*** Opening DATA EXTRACTS ***

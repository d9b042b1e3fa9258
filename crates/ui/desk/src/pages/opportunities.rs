use color_eyre::Result;
use crossterm::event::{Event as CrosstermEvent, KeyCode, KeyEvent, KeyModifiers};
use portal::{DashboardStats, Opportunity};
use ratatui::{
    Frame,
    layout::{Constraint, Layout, Rect},
    style::{Color, Modifier, Style},
    text::{Line, Span},
    widgets::{Block, Borders, List, ListItem, ListState, Paragraph},
};
use tokio::sync::mpsc::UnboundedSender;
use tui_input::{Input, backend::crossterm::EventHandler};

use super::{Page, send};
use crate::{
    action::Action,
    core::{effects::TaskKind, state::DeskState},
    domain::listing::ListFilter,
    tui::EventResponse,
};

/// Opportunity cards with a search box and the dashboard summary on top.
///
/// `/` focuses the search, `Esc`/`Enter` leave it. `Enter` on a card opens
/// the signup form for it, `r` reloads from the portal.
#[derive(Default)]
pub struct OpportunitiesPage {
    tx: Option<UnboundedSender<Action>>,
    search: Input,
    filter: ListFilter,
    searching: bool,
    selected: usize,
}

impl OpportunitiesPage {
    pub fn new() -> Self {
        Self::default()
    }

    fn refresh(&self) {
        send(&self.tx, Action::Schedule(TaskKind::FetchOpportunities));
        send(&self.tx, Action::Schedule(TaskKind::FetchDashboard));
    }

    fn visible<'a>(&'a self, desk: &'a DeskState) -> Vec<&'a Opportunity> {
        self.filter.visible(&desk.opportunities).collect()
    }

    fn stats_line(stats: Option<&DashboardStats>) -> Line<'static> {
        match stats {
            Some(s) => Line::from(vec![
                Span::styled(
                    format!(" {} ", s.total_opportunities),
                    Style::default().add_modifier(Modifier::BOLD),
                ),
                Span::raw("opportunities  "),
                Span::styled(
                    format!(" {} ", s.upcoming_opportunities),
                    Style::default().add_modifier(Modifier::BOLD),
                ),
                Span::raw("upcoming  "),
                Span::styled(
                    format!(" {} ", s.total_volunteers),
                    Style::default().add_modifier(Modifier::BOLD),
                ),
                Span::raw("volunteers"),
            ]),
            None => Line::from(Span::styled(
                " loading dashboard…",
                Style::default().fg(Color::DarkGray),
            )),
        }
    }
}

impl Page for OpportunitiesPage {
    fn name(&self) -> &str {
        "opportunities"
    }

    fn register_action_handler(&mut self, tx: UnboundedSender<Action>) -> Result<()> {
        self.tx = Some(tx);
        Ok(())
    }

    fn on_enter(&mut self, desk: &DeskState) -> Result<()> {
        if !desk.opportunities_loaded {
            self.refresh();
        }
        Ok(())
    }

    fn handle_key_events(
        &mut self,
        key: KeyEvent,
        desk: &DeskState,
    ) -> Result<Option<EventResponse<Action>>> {
        if key.modifiers.contains(KeyModifiers::CONTROL) {
            return Ok(None);
        }

        if self.searching {
            match key.code {
                KeyCode::Esc | KeyCode::Enter => self.searching = false,
                _ => {
                    if self
                        .search
                        .handle_event(&CrosstermEvent::Key(key))
                        .is_some_and(|c| c.value)
                    {
                        self.filter.set_term(self.search.value());
                        self.selected = 0;
                    }
                }
            }
            return Ok(Some(EventResponse::Stop(Action::Update)));
        }

        let count = self.visible(desk).len();
        match key.code {
            KeyCode::Char('/') => self.searching = true,
            KeyCode::Char('r') => self.refresh(),
            KeyCode::Down | KeyCode::Char('j') if count > 0 => {
                self.selected = (self.selected + 1).min(count - 1);
            }
            KeyCode::Up | KeyCode::Char('k') => self.selected = self.selected.saturating_sub(1),
            KeyCode::Enter => {
                if let Some(opp) = self.visible(desk).get(self.selected) {
                    return Ok(Some(EventResponse::Stop(Action::SignupFor(opp.id))));
                }
                return Ok(None);
            }
            _ => return Ok(None),
        }
        Ok(Some(EventResponse::Stop(Action::Update)))
    }

    fn update(&mut self, action: &Action, desk: &DeskState) -> Result<Option<Action>> {
        if let Action::Internal(_) = action {
            let count = self.visible(desk).len();
            self.selected = self.selected.min(count.saturating_sub(1));
        }
        Ok(None)
    }

    fn draw(&mut self, frame: &mut Frame<'_>, area: Rect, desk: &DeskState) -> Result<()> {
        let [header, search, list] = Layout::vertical([
            Constraint::Length(3),
            Constraint::Length(3),
            Constraint::Fill(1),
        ])
        .areas(area);

        frame.render_widget(
            Paragraph::new(Self::stats_line(desk.stats.as_ref()))
                .block(Block::default().borders(Borders::ALL).title(" Volunteer Hub ")),
            header,
        );

        let search_style = if self.searching {
            Style::default().fg(Color::Yellow)
        } else {
            Style::default().fg(Color::Gray)
        };
        let search_text = if self.searching || !self.search.value().is_empty() {
            self.search.value().to_string()
        } else {
            "press / to search".to_string()
        };
        frame.render_widget(
            Paragraph::new(search_text)
                .style(search_style)
                .block(Block::default().borders(Borders::ALL).title(" Search ")),
            search,
        );

        let visible = self.visible(desk);
        let items: Vec<ListItem> = visible
            .iter()
            .map(|opp| {
                ListItem::new(vec![
                    Line::from(vec![
                        Span::styled(
                            opp.title.clone(),
                            Style::default().add_modifier(Modifier::BOLD),
                        ),
                        Span::styled(
                            format!("  [{}]", opp.category.name),
                            Style::default().fg(Color::Cyan),
                        ),
                    ]),
                    Line::from(Span::styled(
                        format!("  {} · {} volunteers", opp.date, opp.volunteer_count),
                        Style::default().fg(Color::Gray),
                    )),
                    Line::from(Span::raw(format!("  {}", opp.description))),
                ])
            })
            .collect();

        let title = if !desk.opportunities_loaded {
            " Opportunities (loading…) ".to_string()
        } else {
            format!(
                " Opportunities ({}/{}) · Enter sign up · r reload ",
                visible.len(),
                desk.opportunities.len()
            )
        };
        let mut state = ListState::default();
        if !visible.is_empty() {
            state.select(Some(self.selected));
        }
        frame.render_stateful_widget(
            List::new(items)
                .block(Block::default().borders(Borders::ALL).title(title))
                .highlight_style(Style::default().bg(Color::DarkGray)),
            list,
            &mut state,
        );
        Ok(())
    }
}

#[cfg(test)]
mod tests {
    use super::*;
    use chrono::NaiveDate;
    use portal::model::CategoryRef;
    use pretty_assertions::assert_eq;
    use tokio::sync::mpsc;

    fn opp(id: u64, title: &str, description: &str) -> Opportunity {
        Opportunity {
            id,
            title: title.into(),
            description: description.into(),
            date: NaiveDate::from_ymd_opt(2024, 6, 1).unwrap(),
            category: CategoryRef {
                id: 1,
                name: "Environment".into(),
                slug: "environment".into(),
            },
            volunteer_count: 0,
        }
    }

    fn key(code: KeyCode) -> KeyEvent {
        KeyEvent::new(code, KeyModifiers::NONE)
    }

    fn desk() -> DeskState {
        let mut desk = DeskState::default();
        desk.opportunities = vec![
            opp(1, "Beach Cleanup", "Collect litter"),
            opp(2, "Food Bank", "Sort donations"),
            opp(3, "Park day", "Help clean the shore"),
        ];
        desk.opportunities_loaded = true;
        desk
    }

    #[test]
    fn enter_fetches_only_when_not_loaded() {
        let (tx, mut rx) = mpsc::unbounded_channel();
        let mut page = OpportunitiesPage::new();
        page.register_action_handler(tx).unwrap();

        page.on_enter(&DeskState::default()).unwrap();
        assert!(matches!(
            rx.try_recv(),
            Ok(Action::Schedule(TaskKind::FetchOpportunities))
        ));
        assert!(matches!(
            rx.try_recv(),
            Ok(Action::Schedule(TaskKind::FetchDashboard))
        ));

        page.on_enter(&desk()).unwrap();
        assert!(rx.try_recv().is_err());
    }

    #[test]
    fn search_narrows_and_enter_signs_up() {
        let desk = desk();
        let mut page = OpportunitiesPage::new();
        page.handle_key_events(key(KeyCode::Char('/')), &desk).unwrap();
        for c in "CLEAN".chars() {
            page.handle_key_events(key(KeyCode::Char(c)), &desk).unwrap();
        }
        page.handle_key_events(key(KeyCode::Enter), &desk).unwrap();

        let titles: Vec<&str> = page.visible(&desk).iter().map(|o| o.title.as_str()).collect();
        assert_eq!(titles, ["Beach Cleanup", "Park day"]);

        page.handle_key_events(key(KeyCode::Down), &desk).unwrap();
        let resp = page.handle_key_events(key(KeyCode::Enter), &desk).unwrap();
        assert!(matches!(
            resp,
            Some(EventResponse::Stop(Action::SignupFor(3)))
        ));
    }
}
//! Core of the desk.
//!
//!   - `state`    : `DeskState`, the export wizard state and its counters
//!   - `intent_model` / `reducer` : intents and executor results folded into state
//!   - `effects`  : declarative `Effect` / `TaskKind` model
//!   - `executor` : background task runner (HTTP, downloads, timers)
//!   - `app` / `loop` : the interactive application and its event loop
//!
//! The reducers are pure and usable without a terminal; the headless export
//! runs them directly.
pub mod app;
pub mod effects;
pub mod executor;
pub mod intent_model;
pub mod r#loop;
pub mod reducer;
pub mod state;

*** Closing DATA EXTRACTS ***

• INSTRUCTIONS TO FOLLOW:
Please report how many lines of the material above contain the string "Layout", with no other words.

• ANSWER TO THIS EXERCISE:
2